The Gut Microbiome and Babies

The Gut Microbiome and Babies

Published on Tuesday, July 12, 2022 by Emily Hamm

Did you know that the gut microbiome begins to form just after birth? 

Several factors influence how the gut microbiome is colonized: 

  • Birth gestational age (preterm vs term birth)
  • Mode of delivery (vaginal vs cesarean birth) 
  • Method of feeding (breastfeeding vs formula feeding)

Preterm babies (babies born < 37 weeks) have a less diverse microbiota composition compared to full-term infants (babies born at 37 weeks and greater). Research has demonstrated that the below factors may result in a microbiota that is less diverse containing more pathogenic bacterium such as the Enterobacteriaceae family (Microorganisms, 2019):

  • organ immaturity
  • possible need for enteral nutrition (tube feeding)
  • NICU stay
  • antibiotic use 

However, several studies have identified that preterm infants fed breast milk had increased colonization of beneficial gut bacteria and in turn had a decreased incidence of developing sepsis (the body’s life-threatening response to infection) and necrotizing enterocolitis (a serious intestinal disease that causes intestinal tissue death in premature infants). 

This leads to the second factor in helping to develop the gut microbiome- breast milk. In fact, breast milk-fed babies have a higher prevalence of Bifidobacterium cells compared to formula-fed infants and they tend to also have a lower count of Clostridioides difficile (formerly known as Clostridium difficile) and Escherichia coli bacterium (Nurs Res., 2016). 

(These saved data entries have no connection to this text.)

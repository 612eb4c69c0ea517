//! Structured session logging.
//!
//! Every game session gets a random `SessionId`; `SessionLogger` stamps it on
//! lifecycle lines and on the session span so a whole game can be filtered
//! out of interleaved logs.

use std::fmt;

use tracing::{info, warn, Span};
use tracing_subscriber::util::TryInitError;
use tracing_subscriber::{fmt as fmt_layer, prelude::*, EnvFilter};
use uuid::Uuid;

/// Filter used when `RUST_LOG` is unset.
pub const DEFAULT_LOG_FILTER: &str = "mindread_game=info,mindread_vision=info";

/// Install the global subscriber.
///
/// `LOG_FORMAT=json` switches to JSON lines; otherwise human-readable
/// colored output. Logs go to stderr. Fails if a subscriber is already
/// installed.
pub fn init_tracing() -> Result<(), TryInitError> {
    let use_json = std::env::var("LOG_FORMAT")
        .map(|v| v.eq_ignore_ascii_case("json"))
        .unwrap_or(false);

    let env_filter =
        EnvFilter::try_from_default_env().unwrap_or_else(|_| EnvFilter::new(DEFAULT_LOG_FILTER));

    if use_json {
        tracing_subscriber::registry()
            .with(fmt_layer::layer().json().with_writer(std::io::stderr))
            .with(env_filter)
            .try_init()
    } else {
        tracing_subscriber::registry()
            .with(
                fmt_layer::layer()
                    .with_writer(std::io::stderr)
                    .with_ansi(true)
                    .with_target(true)
                    .with_thread_ids(false)
                    .with_file(false)
                    .with_line_number(false),
            )
            .with(env_filter)
            .try_init()
    }
}

/// Unique identifier for one game session.
#[derive(Debug, Clone, PartialEq, Eq, Hash)]
pub struct SessionId(String);

impl SessionId {
    pub fn new() -> Self {
        Self(Uuid::new_v4().to_string())
    }

    pub fn as_str(&self) -> &str {
        &self.0
    }
}

impl Default for SessionId {
    fn default() -> Self {
        Self::new()
    }
}

impl fmt::Display for SessionId {
    fn fmt(&self, f: &mut fmt::Formatter<'_>) -> fmt::Result {
        write!(f, "{}", self.0)
    }
}

/// Session logger with consistent contextual fields.
#[derive(Debug, Clone)]
pub struct SessionLogger {
    session_id: SessionId,
    theme: String,
}

impl SessionLogger {
    pub fn new(session_id: SessionId, theme: impl Into<String>) -> Self {
        Self {
            session_id,
            theme: theme.into(),
        }
    }

    pub fn session_id(&self) -> &SessionId {
        &self.session_id
    }

    pub fn log_start(&self, candidates: usize, detection_secs: f64) {
        info!(
            session_id = %self.session_id,
            theme = %self.theme,
            candidates,
            detection_secs,
            "Game session started"
        );
    }

    pub fn log_round(&self, round_index: u32, candidates: usize) {
        info!(
            session_id = %self.session_id,
            round = round_index,
            candidates,
            "Round started"
        );
    }

    pub fn log_warning(&self, message: &str) {
        warn!(
            session_id = %self.session_id,
            theme = %self.theme,
            "Session warning: {}", message
        );
    }

    pub fn log_completion(&self, winner: &str, rounds_played: u32) {
        info!(
            session_id = %self.session_id,
            theme = %self.theme,
            winner,
            rounds_played,
            "Game complete"
        );
    }

    /// Span covering the whole session, including the frame loop task.
    pub fn create_span(&self) -> Span {
        tracing::info_span!(
            "game_session",
            session_id = %self.session_id,
            theme = %self.theme
        )
    }
}
//! Shared data models for the gaze-controlled quadrant game.
//!
//! This crate provides Serde-serializable types for:
//! - Gaze zones and confirmed sides
//! - Normalized facial landmarks and their index layouts
//! - Candidate pools, quadrant partitions and rounds
//! - Game modes and built-in word themes
//! - Events published to the UI shell

pub mod candidates;
pub mod event;
pub mod landmarks;
pub mod mode;
pub mod quadrant;
pub mod round;
pub mod theme;
pub mod zone;

// Re-export common types
pub use candidates::{CandidateError, CandidateSet};
pub use event::GameEvent;
pub use landmarks::{FacialFeature, LandmarkLayout, LandmarkSet, Point2};
pub use mode::{GameMode, GameModeParseError};
pub use quadrant::{QuadrantPartition, QuadrantPosition};
pub use round::Round;
pub use theme::{Theme, ThemeParseError};
pub use zone::{Side, Zone};
//! A single elimination round.

use schemars::JsonSchema;
use serde::Serialize;

use crate::candidates::CandidateSet;
use crate::quadrant::QuadrantPartition;

/// Candidates in play for one round and how they are laid out on screen.
#[derive(Debug, Clone, PartialEq, Eq, Serialize, JsonSchema)]
pub struct Round {
    /// Zero-based round number.
    pub index: u32,
    pub candidates: CandidateSet,
    pub partition: QuadrantPartition,
}

impl Round {
    pub fn new(index: u32, candidates: CandidateSet, partition: QuadrantPartition) -> Self {
        Self {
            index,
            candidates,
            partition,
        }
    }

    pub fn candidate_count(&self) -> usize {
        self.candidates.len()
    }
}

We all hear the saying “breast is best” and I get that it is not always an option for mothers and babies. However, with improved science, formula companies are now able to produce infant formula that contains HMOs or Human milk oligosaccharides (Nutrients, 2020). These HMOs are prebiotics that mimics the mother’s milk and helps to produce a diverse gut microbiota in infants. 

  • So no worries if you have difficulty breastfeeding, you can find formulas that contain these special compounds. You can also check out donor breast milk banks to see about getting your baby breast milk. 

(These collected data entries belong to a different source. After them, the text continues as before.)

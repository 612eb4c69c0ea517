//! Detection configuration.
//!
//! The rotation threshold and dwell windows are empirically tuned defaults.
//! They are not expected to carry over to other camera resolutions or
//! viewing distances without re-calibration.

use std::time::Duration;

use mindread_models::GameMode;

use crate::error::{VisionError, VisionResult};

/// Default rotation ratio beyond which the head counts as turned.
pub const DEFAULT_DETECTION_THRESHOLD: f64 = 0.3;

/// Default frame cadence (~30 fps).
pub const DEFAULT_FRAME_INTERVAL: Duration = Duration::from_millis(33);

/// Configuration for zone classification, dwell confirmation and frame pacing.
#[derive(Debug, Clone, PartialEq)]
pub struct DetectionConfig {
    /// Rotation ratio threshold `T` (default: 0.3)
    pub detection_threshold: f64,

    /// How long a side must be held continuously before it is confirmed
    pub detection_time: Duration,

    /// Delay between frame loop cycles
    pub frame_interval: Duration,

    /// Capture source delivers a selfie-mirrored image; flips left and right
    pub mirror: bool,
}

impl Default for DetectionConfig {
    fn default() -> Self {
        Self::standard()
    }
}

impl DetectionConfig {
    /// Standard play: 5 second dwell.
    pub fn standard() -> Self {
        Self::for_mode(GameMode::Standard)
    }

    /// Guided trick: 7 second dwell for dramatic pacing.
    pub fn guided() -> Self {
        Self::for_mode(GameMode::Guided)
    }

    /// Quick rounds: 3 second dwell.
    pub fn quick() -> Self {
        Self {
            detection_time: Duration::from_secs(3),
            ..Self::standard()
        }
    }

    /// Defaults for a game mode.
    pub fn for_mode(mode: GameMode) -> Self {
        Self {
            detection_threshold: DEFAULT_DETECTION_THRESHOLD,
            detection_time: mode.default_detection_time(),
            frame_interval: DEFAULT_FRAME_INTERVAL,
            mirror: false,
        }
    }

    pub fn with_detection_threshold(mut self, threshold: f64) -> Self {
        self.detection_threshold = threshold;
        self
    }

    pub fn with_detection_time(mut self, detection_time: Duration) -> Self {
        self.detection_time = detection_time;
        self
    }

    /// Set the dwell window in (possibly fractional) seconds.
    ///
    /// Non-finite or negative values are stored as zero so that `validate`
    /// rejects them instead of panicking here.
    pub fn with_detection_time_secs(mut self, secs: f64) -> Self {
        self.detection_time = Duration::try_from_secs_f64(secs).unwrap_or(Duration::ZERO);
        self
    }

    pub fn with_frame_interval(mut self, frame_interval: Duration) -> Self {
        self.frame_interval = frame_interval;
        self
    }

    pub fn with_mirror(mut self, mirror: bool) -> Self {
        self.mirror = mirror;
        self
    }

    pub fn detection_time_secs(&self) -> f64 {
        self.detection_time.as_secs_f64()
    }

    /// Validate configuration. Values are never clamped.
    pub fn validate(&self) -> VisionResult<()> {
        if !self.detection_threshold.is_finite() || self.detection_threshold <= 0.0 {
            return Err(VisionError::invalid_config(format!(
                "detection_threshold must be a positive finite number, got {}",
                self.detection_threshold
            )));
        }
        if self.detection_time.is_zero() {
            return Err(VisionError::invalid_config(
                "detection_time must be greater than zero",
            ));
        }
        if self.frame_interval.is_zero() {
            return Err(VisionError::invalid_config(
                "frame_interval must be greater than zero",
            ));
        }
        Ok(())
    }
}

#[cfg(test)]
mod tests {
    use super::*;

    #[test]
    fn test_default_config() {
        let config = DetectionConfig::default();
        assert_eq!(config.detection_threshold, 0.3);
        assert_eq!(config.detection_time, Duration::from_secs(5));
        assert!(!config.mirror);
        assert!(config.validate().is_ok());
    }

    #[test]
    fn test_presets() {
        assert_eq!(DetectionConfig::guided().detection_time, Duration::from_secs(7));
        assert_eq!(DetectionConfig::quick().detection_time, Duration::from_secs(3));
        assert!(DetectionConfig::quick().detection_time < DetectionConfig::standard().detection_time);
    }

    #[test]
    fn test_rejects_non_positive_detection_time() {
        for secs in [0.0, -1.0, f64::NAN] {
            let config = DetectionConfig::default().with_detection_time_secs(secs);
            let err = config.validate().unwrap_err();
            assert!(matches!(err, VisionError::InvalidConfig(_)), "secs = {secs}");
        }
    }

    #[test]
    fn test_rejects_bad_threshold() {
        for threshold in [0.0, -0.3, f64::INFINITY, f64::NAN] {
            let config = DetectionConfig::default().with_detection_threshold(threshold);
            assert!(config.validate().is_err(), "threshold = {threshold}");
        }
    }

    #[test]
    fn test_rejects_zero_frame_interval() {
        let config = DetectionConfig::default().with_frame_interval(Duration::ZERO);
        assert!(config.validate().is_err());
    }

    #[test]
    fn test_fractional_seconds() {
        let config = DetectionConfig::default().with_detection_time_secs(2.5);
        assert_eq!(config.detection_time, Duration::from_millis(2500));
        assert_eq!(config.detection_time_secs(), 2.5);
    }
}
//! Exclusive access to the camera.
//!
//! The camera is a singleton: at most one frame loop may stream from it at a
//! time. `SharedCamera` hands out a single `CaptureLease`; a second `acquire`
//! while the lease is alive fails with `CaptureBusy`. Dropping or releasing
//! the lease frees the camera for the next loop.

use std::sync::Arc;

use tokio::sync::{OwnedSemaphorePermit, Semaphore};
use tracing::{debug, info};

use crate::error::{VisionError, VisionResult};
use crate::source::{CaptureDevice, CaptureStream, VideoFrame};

/// Cloneable handle to a camera that enforces single ownership.
#[derive(Clone)]
pub struct SharedCamera {
    device: Arc<dyn CaptureDevice>,
    permit: Arc<Semaphore>,
}

impl SharedCamera {
    pub fn new(device: Arc<dyn CaptureDevice>) -> Self {
        Self {
            device,
            permit: Arc::new(Semaphore::new(1)),
        }
    }

    pub fn name(&self) -> &str {
        self.device.name()
    }

    /// Whether a lease is currently held.
    pub fn is_busy(&self) -> bool {
        self.permit.available_permits() == 0
    }

    /// Take the camera and open a stream.
    ///
    /// # Errors
    /// `CaptureBusy` if another lease is alive, otherwise whatever the device
    /// reports from `open`. On failure the camera stays free.
    pub async fn acquire(&self) -> VisionResult<CaptureLease> {
        let permit = Arc::clone(&self.permit)
            .try_acquire_owned()
            .map_err(|_| VisionError::CaptureBusy)?;

        let stream = self.device.open().await?;
        info!(device = self.device.name(), "Camera acquired");

        Ok(CaptureLease {
            stream,
            device_name: self.device.name().to_string(),
            _permit: permit,
        })
    }
}

impl std::fmt::Debug for SharedCamera {
    fn fmt(&self, f: &mut std::fmt::Formatter<'_>) -> std::fmt::Result {
        f.debug_struct("SharedCamera")
            .field("device", &self.device.name())
            .field("busy", &self.is_busy())
            .finish()
    }
}

/// An open stream plus the right to use the camera.
pub struct CaptureLease {
    stream: Box<dyn CaptureStream>,
    device_name: String,
    _permit: OwnedSemaphorePermit,
}

impl CaptureLease {
    pub fn device_name(&self) -> &str {
        &self.device_name
    }

    pub async fn next_frame(&mut self) -> Option<VideoFrame> {
        self.stream.next_frame().await
    }

    /// Stop the stream and give the camera back.
    pub async fn release(mut self) {
        self.stream.release().await;
        debug!(device = %self.device_name, "Camera released");
    }
}

#[cfg(test)]
mod tests {
    use super::*;
    use crate::synthetic::ScriptedCamera;
    use std::time::Duration;

    #[tokio::test]
    async fn test_second_acquire_is_busy() {
        let camera = SharedCamera::new(Arc::new(ScriptedCamera::new(
            Duration::from_millis(100),
            10,
        )));

        let lease = camera.acquire().await.unwrap();
        assert!(camera.is_busy());
        assert!(matches!(
            camera.clone().acquire().await,
            Err(VisionError::CaptureBusy)
        ));

        lease.release().await;
        assert!(!camera.is_busy());
        assert!(camera.acquire().await.is_ok());
    }

    #[tokio::test]
    async fn test_failed_open_leaves_camera_free() {
        let camera = SharedCamera::new(Arc::new(ScriptedCamera::denied()));
        let err = camera.acquire().await.err().unwrap();
        assert!(matches!(err, VisionError::PermissionDenied(_)));
        assert!(!camera.is_busy());
    }
}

Did you know at birth the infant's GI tract is completely sterile? 

As a baby passes through the birth canal they collect bacteria from their mother. They also get additional bacteria from skin-to-skin contact. This is why a newborn’s gut microbiome closely reflects that of his/her mothers. Babies born via cesarean typically obtain bacteria from the hospital environment and mothers' skin which is less diverse and possibly more pathogenic. There have been several studies that associate cesarean birth with a higher risk of developing inflammatory bowel disease and other chronic immune disorders.  

It is important to understand how the gut microbiome develops so there can be targeted approaches to help babies at a disadvantage achieve a diverse and healthy gut microbiome. 

As mentioned above, giving either breast milk or HMO-fortified formula and skin-to-skin contact after birth are 2 ways to help increase a diverse microbiota which can improve overall health, therefore, preventing gut dysbiosis later in life (Front Immunol., 2021). 

  • This makes me wonder…. Should practitioners inquire about methods of feeding at delivery as well as antenatal care? These answers could correlate with the diagnosis of IBS and we aren’t regularly asking.